**Data listing:**

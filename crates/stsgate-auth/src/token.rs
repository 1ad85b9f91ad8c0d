//! Structural decoding of compact JWS tokens.
//!
//! Nothing here is trusted: the decoder only splits and parses. The header
//! and payload stay untrusted until [`crate::verifier::SignatureVerifier`]
//! has checked the signature over [`DecodedToken::signed_content`].

use base64::Engine;
use base64::engine::general_purpose::URL_SAFE_NO_PAD;
use serde_json::{Map, Value};
use stsgate_core::{Error, Result};

/// A token split into its parts.
#[derive(Debug, Clone)]
pub struct DecodedToken {
    header: Map<String, Value>,
    payload: Map<String, Value>,
    signed_content: Vec<u8>,
    signature: Vec<u8>,
}

impl DecodedToken {
    pub fn header(&self) -> &Map<String, Value> {
        &self.header
    }

    /// String-valued header field.
    pub fn header_str(&self, name: &str) -> Option<&str> {
        self.header.get(name).and_then(Value::as_str)
    }

    pub fn payload(&self) -> &Map<String, Value> {
        &self.payload
    }

    pub fn into_payload(self) -> Map<String, Value> {
        self.payload
    }

    /// `header.payload` exactly as transmitted.
    pub fn signed_content(&self) -> &[u8] {
        &self.signed_content
    }

    pub fn signature(&self) -> &[u8] {
        &self.signature
    }
}

/// Decode a compact token without making any trust decision.
pub fn decode(token: &str) -> Result<DecodedToken> {
    let token = token.trim();
    let segments: Vec<&str> = token.split('.').collect();
    if segments.len() != 3 {
        return Err(Error::MalformedToken(format!(
            "expected 3 segments, found {}",
            segments.len()
        )));
    }

    let header = decode_object(segments[0], "header")?;
    let payload = decode_object(segments[1], "payload")?;
    let signature = decode_segment(segments[2], "signature")?;

    let signed_len = segments[0].len() + 1 + segments[1].len();
    let signed_content = token.as_bytes()[..signed_len].to_vec();

    Ok(DecodedToken {
        header,
        payload,
        signed_content,
        signature,
    })
}

fn decode_segment(segment: &str, part: &str) -> Result<Vec<u8>> {
    if segment.is_empty() {
        return Err(Error::MalformedToken(format!("empty {part} segment")));
    }
    URL_SAFE_NO_PAD
        .decode(segment)
        .map_err(|e| Error::MalformedToken(format!("{part} is not base64url: {e}")))
}

fn decode_object(segment: &str, part: &str) -> Result<Map<String, Value>> {
    let bytes = decode_segment(segment, part)?;
    match serde_json::from_slice::<Value>(&bytes) {
        Ok(Value::Object(map)) => Ok(map),
        Ok(_) => Err(Error::MalformedToken(format!("{part} is not a JSON object"))),
        Err(e) => Err(Error::MalformedToken(format!("{part} is not JSON: {e}"))),
    }
}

**Work instruction:**
Only lines containing the word "Error" matter here: count them in the entries and give the number, nothing else.

**Exercise output:**
6